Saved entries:
=== Section Start ===

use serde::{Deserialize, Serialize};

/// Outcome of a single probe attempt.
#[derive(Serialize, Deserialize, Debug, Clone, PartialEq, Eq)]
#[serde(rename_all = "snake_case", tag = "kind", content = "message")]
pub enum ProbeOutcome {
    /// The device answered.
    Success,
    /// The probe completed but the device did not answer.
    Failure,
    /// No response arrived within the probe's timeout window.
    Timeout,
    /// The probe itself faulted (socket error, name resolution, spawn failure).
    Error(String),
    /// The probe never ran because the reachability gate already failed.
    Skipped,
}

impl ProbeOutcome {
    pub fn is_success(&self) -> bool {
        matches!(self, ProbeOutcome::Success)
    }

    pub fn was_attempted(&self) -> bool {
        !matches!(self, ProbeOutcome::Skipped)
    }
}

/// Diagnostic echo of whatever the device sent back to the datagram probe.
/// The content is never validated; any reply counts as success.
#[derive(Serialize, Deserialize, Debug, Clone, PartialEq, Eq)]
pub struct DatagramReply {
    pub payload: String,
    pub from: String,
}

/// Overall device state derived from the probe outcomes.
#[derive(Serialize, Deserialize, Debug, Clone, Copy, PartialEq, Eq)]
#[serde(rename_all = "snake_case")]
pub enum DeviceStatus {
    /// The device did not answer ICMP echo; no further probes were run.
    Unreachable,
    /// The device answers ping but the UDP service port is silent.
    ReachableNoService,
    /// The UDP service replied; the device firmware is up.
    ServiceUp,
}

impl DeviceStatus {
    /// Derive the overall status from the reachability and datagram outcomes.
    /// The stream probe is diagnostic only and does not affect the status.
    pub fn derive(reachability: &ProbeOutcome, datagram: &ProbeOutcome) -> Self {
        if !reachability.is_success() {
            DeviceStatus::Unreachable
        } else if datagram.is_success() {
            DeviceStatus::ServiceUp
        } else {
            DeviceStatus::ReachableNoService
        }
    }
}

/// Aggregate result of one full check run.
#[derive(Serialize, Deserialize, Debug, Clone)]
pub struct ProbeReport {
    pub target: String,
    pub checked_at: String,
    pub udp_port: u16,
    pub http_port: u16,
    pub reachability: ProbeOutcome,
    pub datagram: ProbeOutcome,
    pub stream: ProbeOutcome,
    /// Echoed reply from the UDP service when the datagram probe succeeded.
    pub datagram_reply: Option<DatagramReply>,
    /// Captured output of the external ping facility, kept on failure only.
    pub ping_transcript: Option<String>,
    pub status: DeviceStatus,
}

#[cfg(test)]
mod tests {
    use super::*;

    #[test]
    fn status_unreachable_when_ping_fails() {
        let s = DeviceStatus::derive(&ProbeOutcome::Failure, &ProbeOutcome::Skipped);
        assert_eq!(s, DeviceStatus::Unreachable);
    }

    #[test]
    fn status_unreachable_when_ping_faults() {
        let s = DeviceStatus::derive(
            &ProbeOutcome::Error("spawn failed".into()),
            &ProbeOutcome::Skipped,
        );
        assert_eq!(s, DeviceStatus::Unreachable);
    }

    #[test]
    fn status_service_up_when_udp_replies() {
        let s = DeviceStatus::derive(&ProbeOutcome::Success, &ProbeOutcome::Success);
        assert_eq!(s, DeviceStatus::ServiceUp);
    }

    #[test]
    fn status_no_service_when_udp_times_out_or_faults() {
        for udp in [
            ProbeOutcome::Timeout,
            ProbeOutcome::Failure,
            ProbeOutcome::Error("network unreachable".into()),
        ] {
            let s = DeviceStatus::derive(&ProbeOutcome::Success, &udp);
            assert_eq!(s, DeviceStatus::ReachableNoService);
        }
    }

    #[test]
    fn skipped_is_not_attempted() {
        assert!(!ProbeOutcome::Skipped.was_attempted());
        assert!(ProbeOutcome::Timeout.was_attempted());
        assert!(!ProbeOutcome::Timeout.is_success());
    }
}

=== Section End ===

Copy out the records above exactly.

RESULT BELOW:
use serde::{Deserialize, Serialize};

/// Outcome of a single probe attempt.
#[derive(Serialize, Deserialize, Debug, Clone, PartialEq, Eq)]
#[serde(rename_all = "snake_case", tag = "kind", content = "message")]
pub enum ProbeOutcome {
    /// The device answered.
    Success,
    /// The probe completed but the device did not answer.
    Failure,
    /// No response arrived within the probe's timeout window.
    Timeout,
    /// The probe itself faulted (socket error, name resolution, spawn failure).
    Error(String),
    /// The probe never ran because the reachability gate already failed.
    Skipped,
}

impl ProbeOutcome {
    pub fn is_success(&self) -> bool {
        matches!(self, ProbeOutcome::Success)
    }

    pub fn was_attempted(&self) -> bool {
        !matches!(self, ProbeOutcome::Skipped)
    }
}

/// Diagnostic echo of whatever the device sent back to the datagram probe.
/// The content is never validated; any reply counts as success.
#[derive(Serialize, Deserialize, Debug, Clone, PartialEq, Eq)]
pub struct DatagramReply {
    pub payload: String,
    pub from: String,
}

/// Overall device state derived from the probe outcomes.
#[derive(Serialize, Deserialize, Debug, Clone, Copy, PartialEq, Eq)]
#[serde(rename_all = "snake_case")]
pub enum DeviceStatus {
    /// The device did not answer ICMP echo; no further probes were run.
    Unreachable,
    /// The device answers ping but the UDP service port is silent.
    ReachableNoService,
    /// The UDP service replied; the device firmware is up.
    ServiceUp,
}

impl DeviceStatus {
    /// Derive the overall status from the reachability and datagram outcomes.
    /// The stream probe is diagnostic only and does not affect the status.
    pub fn derive(reachability: &ProbeOutcome, datagram: &ProbeOutcome) -> Self {
        if !reachability.is_success() {
            DeviceStatus::Unreachable
        } else if datagram.is_success() {
            DeviceStatus::ServiceUp
        } else {
            DeviceStatus::ReachableNoService
        }
    }
}

/// Aggregate result of one full check run.
#[derive(Serialize, Deserialize, Debug, Clone)]
pub struct ProbeReport {
    pub target: String,
    pub checked_at: String,
    pub udp_port: u16,
    pub http_port: u16,
    pub reachability: ProbeOutcome,
    pub datagram: ProbeOutcome,
    pub stream: ProbeOutcome,
    /// Echoed reply from the UDP service when the datagram probe succeeded.
    pub datagram_reply: Option<DatagramReply>,
    /// Captured output of the external ping facility, kept on failure only.
    pub ping_transcript: Option<String>,
    pub status: DeviceStatus,
}

#[cfg(test)]
mod tests {
    use super::*;

    #[test]
    fn status_unreachable_when_ping_fails() {
        let s = DeviceStatus::derive(&ProbeOutcome::Failure, &ProbeOutcome::Skipped);
        assert_eq!(s, DeviceStatus::Unreachable);
    }

    #[test]
    fn status_unreachable_when_ping_faults() {
        let s = DeviceStatus::derive(
            &ProbeOutcome::Error("spawn failed".into()),
            &ProbeOutcome::Skipped,
        );
        assert_eq!(s, DeviceStatus::Unreachable);
    }

    #[test]
    fn status_service_up_when_udp_replies() {
        let s = DeviceStatus::derive(&ProbeOutcome::Success, &ProbeOutcome::Success);
        assert_eq!(s, DeviceStatus::ServiceUp);
    }

    #[test]
    fn status_no_service_when_udp_times_out_or_faults() {
        for udp in [
            ProbeOutcome::Timeout,
            ProbeOutcome::Failure,
            ProbeOutcome::Error("network unreachable".into()),
        ] {
            let s = DeviceStatus::derive(&ProbeOutcome::Success, &udp);
            assert_eq!(s, DeviceStatus::ReachableNoService);
        }
    }

    #[test]
    fn skipped_is_not_attempted() {
        assert!(!ProbeOutcome::Skipped.was_attempted());
        assert!(ProbeOutcome::Timeout.was_attempted());
        assert!(!ProbeOutcome::Timeout.is_success());
    }
}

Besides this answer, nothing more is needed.